- Problem to work on:
Once you find the line containing "filename src/app/mod.rs" in the data below, copy it and each following line exactly, up to and including the line containing "pub struct FooterItem", and nothing else.

- Collected data entries:

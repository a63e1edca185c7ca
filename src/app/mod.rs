pub mod action;
pub mod command;
pub mod config;
pub mod features;
pub mod input;
pub mod keymap;
pub mod r#loop;
pub mod persistence;
pub mod recovery;
pub mod reducer;
pub mod state;
pub mod ui;
pub struct FooterItem {
    pub key: &'static str,
    pub desc: &'static str,
    pub highlighted: bool,
}

impl FooterItem {
    pub const fn new(key: &'static str, desc: &'static str) -> Self {
        Self {
            key,
            desc,
            highlighted: false,
        }
    }

    #[must_use]
    pub const fn highlighted_if(mut self, on: bool) -> Self {
        self.highlighted = on;
        self
    }
}

pub struct FooterGroup {
    pub name: &'static str,
    pub items: Vec<FooterItem>,
}

impl FooterGroup {
    pub fn new(name: &'static str, items: Vec<FooterItem>) -> Self {
        Self { name, items }
    }
}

- Result of the exercise:
filename src/app/mod.rs
pub mod action;
pub mod command;
pub mod config;
pub mod features;
pub mod input;
pub mod keymap;
pub mod r#loop;
pub mod persistence;
pub mod recovery;
pub mod reducer;
pub mod state;
pub mod ui;
pub struct FooterItem {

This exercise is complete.